In 2015, Intel, the largest semiconductor company by market capitalization, used nine billion gallons of water

Hmm, I bet they build their factories by the Great lakes then!

Oh - Intel’s new Arizona fabs to be production ready in 2024, creating more than 3,000 high-tech jobs [0]

I better start taking really short showers to make up for that!

[0] https://www.chandleraz.gov/news-center/intel-breaks-ground-t...


Yes, and the media is very guilty of pushing this narrative that households need to be held responsible for rationing water, when the Arizona Department of Water Resources openly shares this data:

"Irrigated agriculture is the largest user of water in Arizona, consuming about 74 percent of the available water supply." https://new.azwater.gov/conservation/agriculture

"In Arizona, approximately 15 percent of the water supply is for commercial, industrial and institutional uses." https://new.azwater.gov/conservation/commercial-industrial

So it's on us to do everything we can to optimize the last 10% of all the available water.

To be clear I think we all should do our part, but there are so many misleading news stories that fail to even acknowledge the reality of our water distribution.

Well hey, what else are you expecting those farms in the middle of the desert to use?
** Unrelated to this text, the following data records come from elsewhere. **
use std::sync::Arc;

use async_trait::async_trait;
use chrono::Local;

use crate::domain::catalog::cache::CatalogCache;
use crate::domain::inventory::errors::InventoryError;
use crate::domain::inventory::gateway::InventoryGateway;
use crate::domain::inventory::model::StockedIngredient;
use crate::domain::inventory::store::InventoryStore;
use crate::domain::inventory::use_cases::get_overview::GetInventoryOverviewUseCase;
use crate::domain::logger::Logger;

pub struct GetInventoryOverviewUseCaseImpl {
    pub gateway: Arc<dyn InventoryGateway>,
    pub catalog: Arc<CatalogCache>,
    pub store: Arc<InventoryStore>,
    pub logger: Arc<dyn Logger>,
}

#[async_trait]
impl GetInventoryOverviewUseCase for GetInventoryOverviewUseCaseImpl {
    async fn execute(&self) -> Result<Vec<StockedIngredient>, InventoryError> {
        let entries = self.gateway.list().await?;
        self.store.replace(entries.clone());

        let today = Local::now().date_naive();
        let rows: Vec<StockedIngredient> = entries
            .into_iter()
            .filter_map(|entry| {
                self.catalog
                    .ingredient(entry.ingredient_id)
                    .map(|ingredient| StockedIngredient::project(entry, ingredient, today))
            })
            .collect();

        self.logger
            .debug(&format!("Inventory overview: {} rows", rows.len()));
        Ok(rows)
    }
}

#[cfg(test)]
mod tests {
    use super::*;
    use crate::application::test_support::{mock_logger, MockInventoryGw};
    use crate::domain::ingredient::model::{Ingredient, IngredientCategory, StorageType};
    use crate::domain::inventory::model::InventoryEntry;
    use chrono::{NaiveDate, Utc};

    fn ingredient(id: i64) -> Ingredient {
        Ingredient::from_gateway(
            id,
            format!("ingredient-{}", id),
            IngredientCategory::Vegetable,
            5,
            StorageType::Refrigerated,
            None,
        )
    }

    fn entry(id: i64, ingredient_id: i64) -> InventoryEntry {
        let production = NaiveDate::from_ymd_opt(2024, 1, 1).unwrap();
        InventoryEntry::from_gateway(
            id,
            ingredient_id,
            production,
            production + chrono::Duration::days(5),
            StorageType::Refrigerated,
            Utc::now(),
        )
    }

    #[tokio::test]
    async fn should_join_entries_with_catalog_and_fill_store() {
        let mut gateway = MockInventoryGw::new();
        gateway
            .expect_list()
            .returning(|| Ok(vec![entry(1, 10), entry(2, 11)]));

        let catalog = Arc::new(CatalogCache::new());
        catalog.replace_ingredients(vec![ingredient(10), ingredient(11)]);
        let store = Arc::new(InventoryStore::new());

        let use_case = GetInventoryOverviewUseCaseImpl {
            gateway: Arc::new(gateway),
            catalog,
            store: store.clone(),
            logger: mock_logger(),
        };

        let rows = use_case.execute().await.unwrap();

        assert_eq!(rows.len(), 2);
        assert_eq!(store.len(), 2);
    }

    #[tokio::test]
    async fn should_drop_rows_with_stale_ingredient_reference() {
        let mut gateway = MockInventoryGw::new();
        gateway
            .expect_list()
            .returning(|| Ok(vec![entry(1, 10), entry(2, 99)]));

        let catalog = Arc::new(CatalogCache::new());
        catalog.replace_ingredients(vec![ingredient(10)]);

        let use_case = GetInventoryOverviewUseCaseImpl {
            gateway: Arc::new(gateway),
            catalog,
            store: Arc::new(InventoryStore::new()),
            logger: mock_logger(),
        };

        let rows = use_case.execute().await.unwrap();

        assert_eq!(rows.len(), 1);
        assert_eq!(rows[0].ingredient.id, 10);
    }
}
use std::sync::Arc;

use async_trait::async_trait;

use crate::domain::inventory::errors::InventoryError;
use crate::domain::inventory::gateway::InventoryGateway;
use crate::domain::inventory::model::InventoryEntry;
use crate::domain::inventory::store::InventoryStore;
use crate::domain::inventory::use_cases::update_entry::UpdateInventoryEntryUseCase;
use crate::domain::logger::Logger;

pub struct UpdateInventoryEntryUseCaseImpl {
    pub gateway: Arc<dyn InventoryGateway>,
    pub store: Arc<InventoryStore>,
    pub logger: Arc<dyn Logger>,
}

#[async_trait]
impl UpdateInventoryEntryUseCase for UpdateInventoryEntryUseCaseImpl {
    async fn execute(&self, entry: InventoryEntry) -> Result<(), InventoryError> {
        self.gateway.update(&entry).await?;
        let entries = self.gateway.list().await?;
        self.store.replace(entries);
        self.logger
            .info(&format!("Inventory entry {} updated", entry.id));
        Ok(())
    }
}
//! Informational endpoints: `/` and `/health`.

use axum::{extract::State, Json};
use serde::Serialize;

use crate::http::server::AppState;

#[derive(Debug, Serialize)]
pub struct ServiceInfo {
    pub name: &'static str,
    pub version: &'static str,
    pub status: &'static str,
    pub endpoints: Vec<String>,
}

#[derive(Debug, Serialize)]
pub struct HealthStatus {
    pub status: &'static str,
    /// RFC 3339, UTC.
    pub timestamp: String,
    /// Seconds since the server was built.
    pub uptime: f64,
}

pub async fn get_info(State(state): State<AppState>) -> Json<ServiceInfo> {
    let endpoints = ["/health".to_string()]
        .into_iter()
        .chain(state.providers.providers().map(|p| p.path()))
        .collect();

    Json(ServiceInfo {
        name: env!("CARGO_PKG_NAME"),
        version: env!("CARGO_PKG_VERSION"),
        status: "running",
        endpoints,
    })
}

pub async fn get_health(State(state): State<AppState>) -> Json<HealthStatus> {
    Json(HealthStatus {
        status: "OK",
        timestamp: chrono::Utc::now().to_rfc3339(),
        uptime: state.started_at.elapsed().as_secs_f64(),
    })
}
I mean, my great great great grandpappy put this farm here and it's basically communism to take away our unlimited free and nearly-free water.
Speaking of desert farms: California feeds the US. https://stacker.com/stories/3183/states-biggest-agriculture-...
So, not exactly. California just shows up as #1 because of the total value of the crop. Look at the moneymaker: “Fruit, Tree nuts”. That’s Grapes (for wine) and Almonds. Both crops are non-essential (speaking scientifically). Others are important, but also fall lower on the spectrum of key essentials.
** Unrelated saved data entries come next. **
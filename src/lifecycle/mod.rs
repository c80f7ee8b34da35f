//! Lifecycle management subsystem.
//!
//! # Data Flow
//! ```text
//! Startup (main.rs):
//!     Load config → Validate → Initialize logging/metrics → Bind listener
//!
//! Shutdown (shutdown.rs):
//!     Signal or trigger → Stop accepting → Drain in-flight requests → Exit
//!
//! Signals (signals.rs):
//!     SIGTERM/SIGINT → Shutdown::trigger (armed by Shutdown::on_os_signal)
//! ```
//!
//! # Design Decisions
//! - Fail fast: any startup error is fatal
//! - Listener binds last (traffic only when ready)

pub mod shutdown;
pub mod signals;

pub use shutdown::Shutdown;
pub use signals::shutdown_signal;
California is important but remove Grapes and Almonds and some of the other non essentials (like avocados, sweet potatoes, etc) and California is somewhere at the bottom of the top 10.
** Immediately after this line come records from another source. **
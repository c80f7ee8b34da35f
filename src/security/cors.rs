//! CORS allow-list.

use axum::http::{header, HeaderValue, Method};
use std::time::Duration;
use tower_http::cors::{AllowOrigin, Any, CorsLayer};

use crate::config::CorsConfig;
use crate::http::request::X_REQUEST_ID;

/// Build the CORS layer from the configured origins.
///
/// A `"*"` entry allows any origin. Entries that are not valid header values
/// are skipped with a warning.
pub fn cors_layer(config: &CorsConfig) -> CorsLayer {
    let layer = CorsLayer::new()
        .allow_methods([Method::GET, Method::OPTIONS])
        .allow_headers([header::CONTENT_TYPE, header::ACCEPT])
        .expose_headers([X_REQUEST_ID])
        .max_age(Duration::from_secs(3600));

    if config.allowed_origins.iter().any(|o| o == "*") {
        return layer.allow_origin(Any);
    }

    let origins: Vec<HeaderValue> = config
        .allowed_origins
        .iter()
        .filter_map(|origin| match origin.parse::<HeaderValue>() {
            Ok(value) => Some(value),
            Err(_) => {
                tracing::warn!(origin = %origin, "Ignoring invalid CORS origin");
                None
            }
        })
        .collect();

    layer.allow_origin(AllowOrigin::list(origins))
}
Compare that to #2 on the list, Iowa. If Iowa didn’t produce the $17bn of “grains, oilseeds, dry beans, etc”, then large swaths of the Americas experience severe nutrition issues.

I love California and live here, but let’s not kid ourselves - the Midwest feeds the US

Yes, the do produce and the midwest isn't a state. https://www.cdfa.ca.gov/Statistics/PDFs/2020_Exports_Publica...
Thanks for posting that. It simply proves my point. Add up the non-essential products (almonds, grapes, etc) and remove that from the total. You will see the total output of CA agriculture drops significantly.

You know what I meant when I said “Midwest”.

Again, the point of the article was that drought conditions are occurring and, in CA, 75% of the water consumption is due to “agriculture” as has been stated above, and after removing commercial uses, only 11% is residential.

My insinuation is that (1) Agriculture is the key impactor of drought conditions, (2) when policy makers and those with your opinions talk about the problem being irrigated water uses, it’s always deflected as “CA feeds the US, we have to protect it” giving the industry a free pass, (3) If we put in policy, like paying fairly for water, the industry would be impacted negatively, but as your document proves - it wouldn’t substantially impact core nutrition of the US - just the convenience of a bunch of rich wine and charcuterie consumers.

To put 15 billion gallons of water in context, that's about the same amount of water as used by 15 to 30 square miles of alfalfa. Arizona has ~400 square miles dedicated to growing alfalfa, worth ~$400 million per year.

(Maybe someone else can put this in terms of Libraries of Congress?)

sources: https://wisdomanswer.com/how-much-water-does-an-alfalfa-plan... https://civileats.com/2021/09/15/climate-change-could-put-an...

If you are going to use water at least let it be used for an industry that ads to the economy.

Intel provides a few thousand high paying jobs. Agriculture is heavily mechanised with the remainder of the work going to immigrants. Farming in my opinion is one of those industries that doesn't make sense in a Western economy. It's heavily subsidized because of "identity politics" not cold hard economic facts.

Do you mean "western" as in "Western USA" or as in "the West, i.e USA, Europe etc" ?

Food production independence absolutely makes sense. Growing food in a desert based on ignorant and overblown ideas from the 1940s about the impact of damming a couple of rivers and distributing the water ... probably not so much.

> used nine billion gallons of water

"About 80% of that water was captured after use and purified at treatment plants operated by Intel and the city of Chandler, then either returned to the fabs for reuse in manufacturing or its cooling towers, or reused within the city or injected into the ground to recharge the aquifer."

https://www.azcentral.com/story/opinion/op-ed/joannaallhands...

>Intel has two campuses in Chandler with multiple fabs, for example, which used about 16,000 acre-feet (5bn gallons) of municipal water in 2020... About 6,200 (1.5bn gallons) acre-feet of water were treated on-site and reused without entering the municipal wastewater system.

Oh wow, about 1/3 of the 5 billion gallons of water this one campus was used at least more than once. Problem solved!

Pro tip for giant corp: build where it's cheapest regardless of nature. The State will pick up the buck!
not really. States don't always honor agreements if they don't make sense. They can have a change in leadership etc.
Then you sue and generally win, contracts with big corps usually have a lot of force.